Para el presidente socialista, la tarea iniciada "no será fácil": "La migración ofrece oportunidades, pero también enormes desafíos que debemos reconocer y afrontar. Sin embargo, es importante comprender que la mayoría de estos desafíos no tienen nada que ver con la etnia, la raza, la religión o el idioma de los migrantes".

Sociedad abierta y próspera

"Más bien, están impulsados ​​por las mismas fuerzas que afectan a nuestros propios ciudadanos: pobreza, desigualdad, mercados no regulados, barreras de acceso a la educación y la atención sanitaria", ha subrayado. "Debemos centrar nuestros esfuerzos en abordar estos problemas, porque son las verdaderas amenazas a nuestra forma de vida".

A juicio de Sánchez, "España está en auge. Durante tres años consecutivos, hemos tenido la economía de mayor crecimiento entre los países más grandes de Europa.
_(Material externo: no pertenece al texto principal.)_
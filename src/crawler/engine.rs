//! Crawl engine - main crawl orchestration logic
//!
//! This module drives one fetch step per pending page:
//! 1. Claim a random pending page from the frontier
//! 2. Clear the page's outgoing links
//! 3. Fetch it (bounded by the fetch deadline, abortable by cancellation)
//! 4. Store the outcome: content and links, an error code, or deletion of
//!    a non-HTML page
//!
//! Steps run on `workers` concurrent workers that share the store. Store
//! failures abort the run; fetch failures only affect their page.

use crate::config::CrawlerConfig;
use crate::crawler::fetcher::{FetchError, PageFetcher};
use crate::crawler::frontier::{Frontier, Selection};
use crate::crawler::parser::AnchorExtractor;
use crate::state::{CrawlState, StatusKind, FETCH_ERROR_SENTINEL};
use crate::storage::{GraphStore, PendingPage, StorageResult};
use crate::url::{derive_scope, in_scope, normalize_href};
use crate::{Result, SpiderError};
use futures::future::try_join_all;
use std::sync::atomic::{AtomicUsize, Ordering};
use std::sync::Mutex;
use std::time::Duration;
use tokio_util::sync::CancellationToken;

/// How long an idle worker waits before asking the frontier again
const IDLE_POLL: Duration = Duration::from_millis(50);

/// Engine tuning knobs
#[derive(Debug, Clone)]
pub struct EngineSettings {
    /// Number of concurrent fetch workers
    pub workers: usize,

    /// Deadline for a single fetch; expiry counts as a fetch failure
    pub fetch_timeout: Duration,
}

impl Default for EngineSettings {
    fn default() -> Self {
        Self {
            workers: 1,
            fetch_timeout: Duration::from_secs(30),
        }
    }
}

impl EngineSettings {
    pub fn from_config(config: &CrawlerConfig) -> Self {
        Self {
            workers: config.workers,
            fetch_timeout: Duration::from_secs(config.fetch_timeout),
        }
    }
}

/// How [`CrawlEngine::start`] prepared the store
#[derive(Debug, Clone, PartialEq, Eq)]
pub enum StartMode {
    /// Pending pages existed; the stored frontier and scopes are reused
    Resumed { next_url: String, pending: u64 },

    /// The store had nothing pending and was seeded
    Seeded { seed: String, scope: Option<String> },
}

/// Why a run stopped
#[derive(Debug, Clone, Copy, PartialEq, Eq)]
pub enum StopReason {
    /// The step budget was used up
    BudgetExhausted,

    /// No pending pages were left
    Drained,

    /// Cancellation was requested
    Interrupted,
}

/// Summary of one [`CrawlEngine::run_steps`] call
#[derive(Debug, Clone, PartialEq, Eq)]
pub struct CrawlOutcome {
    /// Completed fetch steps
    pub steps: usize,
    pub fetched: usize,
    pub failed: usize,
    /// Pages deleted because they were not HTML
    pub disqualified: usize,
    /// New edges stored
    pub links_added: usize,
    pub stop: StopReason,
}

/// Result of a single fetch step
#[derive(Debug, Clone, Copy, PartialEq, Eq)]
enum StepResult {
    Fetched { links: usize },
    Failed,
    Disqualified,
    Interrupted,
}

#[derive(Debug, Default)]
struct Tally {
    steps: AtomicUsize,
    fetched: AtomicUsize,
    failed: AtomicUsize,
    disqualified: AtomicUsize,
    links_added: AtomicUsize,
}

impl Tally {
    fn record(&self, result: StepResult) {
        let counter = match result {
            StepResult::Fetched { links } => {
                self.links_added.fetch_add(links, Ordering::Relaxed);
                &self.fetched
            }
            StepResult::Failed => &self.failed,
            StepResult::Disqualified => &self.disqualified,
            StepResult::Interrupted => return,
        };
        counter.fetch_add(1, Ordering::Relaxed);
        self.steps.fetch_add(1, Ordering::Relaxed);
    }

    fn into_outcome(self, stop: StopReason) -> CrawlOutcome {
        CrawlOutcome {
            steps: self.steps.into_inner(),
            fetched: self.fetched.into_inner(),
            failed: self.failed.into_inner(),
            disqualified: self.disqualified.into_inner(),
            links_added: self.links_added.into_inner(),
            stop,
        }
    }
}

/// Steps left in a run; `None` means unbounded
struct StepBudget {
    remaining: Option<AtomicUsize>,
}

impl StepBudget {
    fn new(budget: usize) -> Self {
        Self {
            remaining: (budget > 0).then(|| AtomicUsize::new(budget)),
        }
    }

    fn take(&self) -> bool {
        match &self.remaining {
            None => true,
            Some(remaining) => remaining
                .fetch_update(Ordering::SeqCst, Ordering::SeqCst, |n| n.checked_sub(1))
                .is_ok(),
        }
    }

    fn give_back(&self) {
        if let Some(remaining) = &self.remaining {
            remaining.fetch_add(1, Ordering::SeqCst);
        }
    }
}

/// Main crawl engine
///
/// Owns the graph store and the two network-facing collaborators. The
/// driver calls [`start`](Self::start) once, then
/// [`run_steps`](Self::run_steps) as often as it likes.
pub struct CrawlEngine<S: GraphStore> {
    store: Mutex<S>,
    fetcher: Box<dyn PageFetcher>,
    extractor: Box<dyn AnchorExtractor>,
    frontier: Frontier,
    settings: EngineSettings,
    webs: Vec<String>,
    state: CrawlState,
}

impl<S: GraphStore> CrawlEngine<S> {
    /// Creates a new engine instance
    ///
    /// # Arguments
    ///
    /// * `store` - The graph store to read the frontier from and write results to
    /// * `fetcher` - Network boundary
    /// * `extractor` - HTML anchor extraction
    /// * `settings` - Worker count and fetch deadline
    pub fn new<F, X>(store: S, fetcher: F, extractor: X, settings: EngineSettings) -> Self
    where
        F: PageFetcher + 'static,
        X: AnchorExtractor + 'static,
    {
        Self {
            store: Mutex::new(store),
            fetcher: Box::new(fetcher),
            extractor: Box::new(extractor),
            frontier: Frontier::new(),
            settings,
            webs: Vec::new(),
            state: CrawlState::Idle,
        }
    }

    /// Resumes the stored crawl or seeds a new one
    ///
    /// If any page is pending, the stored frontier and scopes are used as
    /// they are and `seed` is ignored. Otherwise the scope derived from
    /// `seed` (or the fallback root) is registered and the seed page created.
    pub fn start(&mut self, seed: Option<&str>) -> Result<StartMode> {
        let store = self.store.get_mut().map_err(|_| SpiderError::StorePoisoned)?;

        let mode = match store.next_pending_random()? {
            Some(next) => {
                let pending = store.count_pages(StatusKind::Pending)?;
                tracing::info!("Resuming crawl: {} pending pages (next: {})", pending, next.url);
                StartMode::Resumed {
                    next_url: next.url,
                    pending,
                }
            }
            None => {
                let derived = derive_scope(seed.unwrap_or_default());
                match &derived.scope {
                    Some(scope) => {
                        store.add_scope(scope)?;
                        store.ensure_page(&derived.seed)?;
                        tracing::info!("Starting crawl at {} within {}", derived.seed, scope);
                    }
                    None => {
                        tracing::warn!("Seed {:?} gives no usable scope", derived.seed);
                    }
                }
                StartMode::Seeded {
                    seed: derived.seed,
                    scope: derived.scope,
                }
            }
        };

        self.webs = store.list_scopes()?;
        tracing::info!("Websites to crawl:");
        for web in &self.webs {
            tracing::info!("[^] {}", web);
        }

        Ok(mode)
    }

    /// Runs up to `budget` fetch steps (0 runs until drained or cancelled)
    ///
    /// Cancelling `cancel` aborts in-flight fetches; their pages stay
    /// pending and everything committed before stays valid.
    ///
    /// # Returns
    ///
    /// * `Ok(CrawlOutcome)` - The run stopped normally
    /// * `Err(SpiderError)` - The store failed; the run was aborted
    pub async fn run_steps(
        &mut self,
        budget: usize,
        cancel: &CancellationToken,
    ) -> Result<CrawlOutcome> {
        let store = self.store.get_mut().map_err(|_| SpiderError::StorePoisoned)?;
        self.frontier.reset(store)?;
        self.webs = store.list_scopes()?;
        self.state = CrawlState::Running;

        let steps = StepBudget::new(budget);
        let tally = Tally::default();

        let engine = &*self;
        let workers = (0..engine.settings.workers.max(1))
            .map(|_| engine.worker(&steps, &tally, cancel));

        let reasons = match try_join_all(workers).await {
            Ok(reasons) => reasons,
            Err(e) => {
                tracing::error!("Crawl aborted: {}", e);
                self.state = CrawlState::Interrupted;
                return Err(e);
            }
        };

        let stop = if reasons.contains(&StopReason::Interrupted) {
            StopReason::Interrupted
        } else if reasons.contains(&StopReason::Drained) {
            // Only new pages come from in-flight steps, so a drained
            // frontier stays drained for the rest of the run
            StopReason::Drained
        } else {
            StopReason::BudgetExhausted
        };

        self.state = match stop {
            StopReason::BudgetExhausted => CrawlState::Idle,
            StopReason::Drained => CrawlState::Drained,
            StopReason::Interrupted => CrawlState::Interrupted,
        };

        let outcome = tally.into_outcome(stop);
        tracing::info!(
            "Run stopped ({:?}): {} steps, {} fetched, {} failed, {} non-HTML removed, {} links",
            outcome.stop,
            outcome.steps,
            outcome.fetched,
            outcome.failed,
            outcome.disqualified,
            outcome.links_added
        );

        Ok(outcome)
    }

    /// Current crawl state
    pub fn state(&self) -> CrawlState {
        self.state
    }

    /// Scope prefixes links are checked against
    pub fn scopes(&self) -> &[String] {
        &self.webs
    }

    /// Runs a read-only query against the store
    pub fn read_store<T>(&self, f: impl FnOnce(&S) -> StorageResult<T>) -> Result<T> {
        let store = self.store.lock().map_err(|_| SpiderError::StorePoisoned)?;
        Ok(f(&store)?)
    }

    /// Consumes the engine and returns the store
    pub fn into_store(self) -> Result<S> {
        self.store.into_inner().map_err(|_| SpiderError::StorePoisoned)
    }

    async fn worker(
        &self,
        budget: &StepBudget,
        tally: &Tally,
        cancel: &CancellationToken,
    ) -> Result<StopReason> {
        loop {
            if cancel.is_cancelled() {
                return Ok(StopReason::Interrupted);
            }
            if !budget.take() {
                return Ok(StopReason::BudgetExhausted);
            }

            let page = match self.with_store(|store| self.frontier.select(store))? {
                Selection::Page(page) => page,
                Selection::Drained => {
                    budget.give_back();
                    tracing::info!("No unretrieved HTML pages found");
                    return Ok(StopReason::Drained);
                }
                Selection::Wait => {
                    budget.give_back();
                    tokio::select! {
                        _ = cancel.cancelled() => return Ok(StopReason::Interrupted),
                        _ = tokio::time::sleep(IDLE_POLL) => continue,
                    }
                }
            };

            match self.step(&page, cancel).await? {
                StepResult::Interrupted => {
                    budget.give_back();
                    return Ok(StopReason::Interrupted);
                }
                result => tally.record(result),
            }
        }
    }

    /// Runs one fetch step for a claimed page and releases the claim
    async fn step(&self, page: &PendingPage, cancel: &CancellationToken) -> Result<StepResult> {
        // From here on, links stored for this page come from this fetch
        self.with_store(|store| store.clear_outgoing_links(page.id))?;

        let timeout = self.settings.fetch_timeout;
        let fetched = tokio::select! {
            _ = cancel.cancelled() => {
                tracing::info!("Interrupted while fetching {}", page.url);
                self.with_store(|store| self.frontier.finish(store, page.id))?;
                return Ok(StepResult::Interrupted);
            }
            result = tokio::time::timeout(timeout, self.fetcher.fetch(&page.url)) => {
                result.unwrap_or_else(|_| {
                    Err(FetchError::Timeout {
                        url: page.url.clone(),
                        timeout,
                    })
                })
            }
        };

        let result = match fetched {
            Err(e) => {
                tracing::warn!("Unable to retrieve {}: {}", page.url, e);
                self.finish_with(page, |store| {
                    store.record_fetch_error(&page.url, FETCH_ERROR_SENTINEL)
                })?;
                StepResult::Failed
            }
            Ok(response) if !response.is_html() => {
                tracing::info!(
                    "{} {} ignored non text/html page ({})",
                    page.id,
                    page.url,
                    response.content_type
                );
                self.finish_with(page, |store| store.delete_page(&page.url))?;
                StepResult::Disqualified
            }
            Ok(response) if !response.is_success() => {
                tracing::warn!("Error on page {}: HTTP {}", page.url, response.status);
                let code = i64::from(response.status);
                self.finish_with(page, |store| store.record_fetch_error(&page.url, code))?;
                StepResult::Failed
            }
            Ok(response) => {
                let targets = self.collect_targets(&page.url, &response.body);
                let links = self.finish_with(page, |store| {
                    store.commit_fetch(page.id, &response.body, &targets)
                })?;
                tracing::info!(
                    "{} {} ({} bytes, {} links)",
                    page.id,
                    page.url,
                    response.body.len(),
                    links
                );
                StepResult::Fetched { links }
            }
        };

        Ok(result)
    }

    /// Normalizes and scope-checks every href of a page, keeping document order
    fn collect_targets(&self, base_url: &str, body: &[u8]) -> Vec<String> {
        let mut targets = Vec::new();

        for href in self.extractor.extract_hrefs(body) {
            let Some(url) = normalize_href(&href, base_url) else {
                tracing::debug!("Skipping href {:?} on {}", href, base_url);
                continue;
            };

            if !in_scope(&url, &self.webs) {
                tracing::debug!("Out of scope: {}", url);
                continue;
            }

            targets.push(url);
        }

        targets
    }

    fn with_store<T>(&self, f: impl FnOnce(&mut S) -> StorageResult<T>) -> Result<T> {
        let mut store = self.store.lock().map_err(|_| SpiderError::StorePoisoned)?;
        Ok(f(&mut store)?)
    }

    /// Applies the final write of a step and releases its claim under one lock
    fn finish_with<T>(
        &self,
        page: &PendingPage,
        f: impl FnOnce(&mut S) -> StorageResult<T>,
    ) -> Result<T> {
        self.with_store(|store| {
            let written = f(store);
            self.frontier.finish(store, page.id)?;
            written
        })
    }
}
Hemos creado casi uno de cada tres nuevos empleos en la Unión Europea, y nuestra tasa de desempleo ha caído por debajo del 10 % por primera vez en casi dos décadas".

Y "esta prosperidad es el resultado del esfuerzo de los ciudadanos españoles, del esfuerzo colectivo de la UE y de una agenda inclusiva que considera a los migrantes como socios necesarios", ha reclamado.

"Lo que funciona para nosotros puede funcionar para otros. Ha llegado el momento de que los líderes hablen claramente a sus ciudadanos sobre el dilema al que nos enfrentamos todos. Nosotros, como naciones occidentales, debemos elegir entre convertirnos en sociedades cerradas y empobrecidas, o en sociedades abiertas y prósperas", ha concluido.